Stored items:
★ ★ ★ ★ ★ ★ ★

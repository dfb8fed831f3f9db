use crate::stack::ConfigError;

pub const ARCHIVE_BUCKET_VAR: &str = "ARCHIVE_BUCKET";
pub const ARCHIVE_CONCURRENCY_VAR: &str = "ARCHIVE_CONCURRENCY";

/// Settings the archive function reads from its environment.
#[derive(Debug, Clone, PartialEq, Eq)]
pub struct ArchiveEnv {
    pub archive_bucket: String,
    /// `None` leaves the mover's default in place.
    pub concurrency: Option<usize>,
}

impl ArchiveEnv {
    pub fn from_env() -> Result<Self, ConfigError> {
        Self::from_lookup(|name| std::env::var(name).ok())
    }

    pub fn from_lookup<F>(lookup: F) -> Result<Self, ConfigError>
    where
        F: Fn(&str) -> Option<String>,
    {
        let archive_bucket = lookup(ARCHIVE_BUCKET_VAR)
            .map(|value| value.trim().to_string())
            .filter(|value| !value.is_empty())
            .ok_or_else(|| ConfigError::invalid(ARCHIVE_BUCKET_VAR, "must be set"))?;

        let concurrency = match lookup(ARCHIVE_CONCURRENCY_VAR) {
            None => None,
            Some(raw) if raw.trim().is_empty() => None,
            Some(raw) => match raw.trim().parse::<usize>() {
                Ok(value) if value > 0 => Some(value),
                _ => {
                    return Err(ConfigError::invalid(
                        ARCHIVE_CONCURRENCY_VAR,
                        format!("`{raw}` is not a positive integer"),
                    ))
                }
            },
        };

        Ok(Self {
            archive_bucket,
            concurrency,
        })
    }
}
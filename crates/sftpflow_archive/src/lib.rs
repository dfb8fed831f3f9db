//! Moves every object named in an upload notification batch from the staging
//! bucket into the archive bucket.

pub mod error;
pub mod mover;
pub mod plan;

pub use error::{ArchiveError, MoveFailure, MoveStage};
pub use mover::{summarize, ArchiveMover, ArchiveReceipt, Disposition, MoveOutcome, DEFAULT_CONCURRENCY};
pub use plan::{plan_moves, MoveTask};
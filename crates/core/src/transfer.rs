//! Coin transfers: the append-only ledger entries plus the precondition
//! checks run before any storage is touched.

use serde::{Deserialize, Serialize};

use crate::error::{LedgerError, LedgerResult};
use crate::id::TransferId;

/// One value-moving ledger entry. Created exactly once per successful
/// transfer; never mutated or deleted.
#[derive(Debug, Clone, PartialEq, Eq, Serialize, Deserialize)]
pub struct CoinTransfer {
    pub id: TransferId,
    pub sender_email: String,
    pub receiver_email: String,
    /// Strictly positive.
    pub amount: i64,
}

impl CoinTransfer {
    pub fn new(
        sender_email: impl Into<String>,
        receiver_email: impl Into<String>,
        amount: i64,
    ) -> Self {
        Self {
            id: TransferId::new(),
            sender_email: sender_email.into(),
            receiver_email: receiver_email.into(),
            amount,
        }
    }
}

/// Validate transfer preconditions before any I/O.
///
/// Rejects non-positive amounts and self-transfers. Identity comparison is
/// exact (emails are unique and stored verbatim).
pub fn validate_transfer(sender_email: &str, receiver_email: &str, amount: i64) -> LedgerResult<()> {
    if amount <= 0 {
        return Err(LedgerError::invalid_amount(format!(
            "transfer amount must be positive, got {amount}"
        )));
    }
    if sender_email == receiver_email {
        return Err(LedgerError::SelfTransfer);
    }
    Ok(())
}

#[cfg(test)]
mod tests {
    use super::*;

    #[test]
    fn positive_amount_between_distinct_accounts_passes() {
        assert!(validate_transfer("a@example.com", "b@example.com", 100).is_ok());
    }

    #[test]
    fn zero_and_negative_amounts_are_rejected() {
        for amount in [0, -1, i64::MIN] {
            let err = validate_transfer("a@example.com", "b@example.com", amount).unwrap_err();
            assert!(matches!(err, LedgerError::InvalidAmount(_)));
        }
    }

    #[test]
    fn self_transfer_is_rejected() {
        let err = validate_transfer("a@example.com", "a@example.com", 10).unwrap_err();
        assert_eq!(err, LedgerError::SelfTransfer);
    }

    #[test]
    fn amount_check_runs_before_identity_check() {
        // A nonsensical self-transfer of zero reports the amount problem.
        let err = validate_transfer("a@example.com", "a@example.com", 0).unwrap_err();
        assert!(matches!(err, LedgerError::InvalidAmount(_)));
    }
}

★ ★ ★ ★ ★ ★ ★

Goal of the exercise: Give back exactly the lines above, from the line containing "Ok(value) if value" through the line containing "filename crates/sftpflow_archive/src/lib.rs", with both end lines and nothing more.

Response:
                Ok(value) if value > 0 => Some(value),
                _ => {
                    return Err(ConfigError::invalid(
                        ARCHIVE_CONCURRENCY_VAR,
                        format!("`{raw}` is not a positive integer"),
                    ))
                }
            },
        };

        Ok(Self {
            archive_bucket,
            concurrency,
        })
    }
}
filename crates/sftpflow_archive/src/lib.rs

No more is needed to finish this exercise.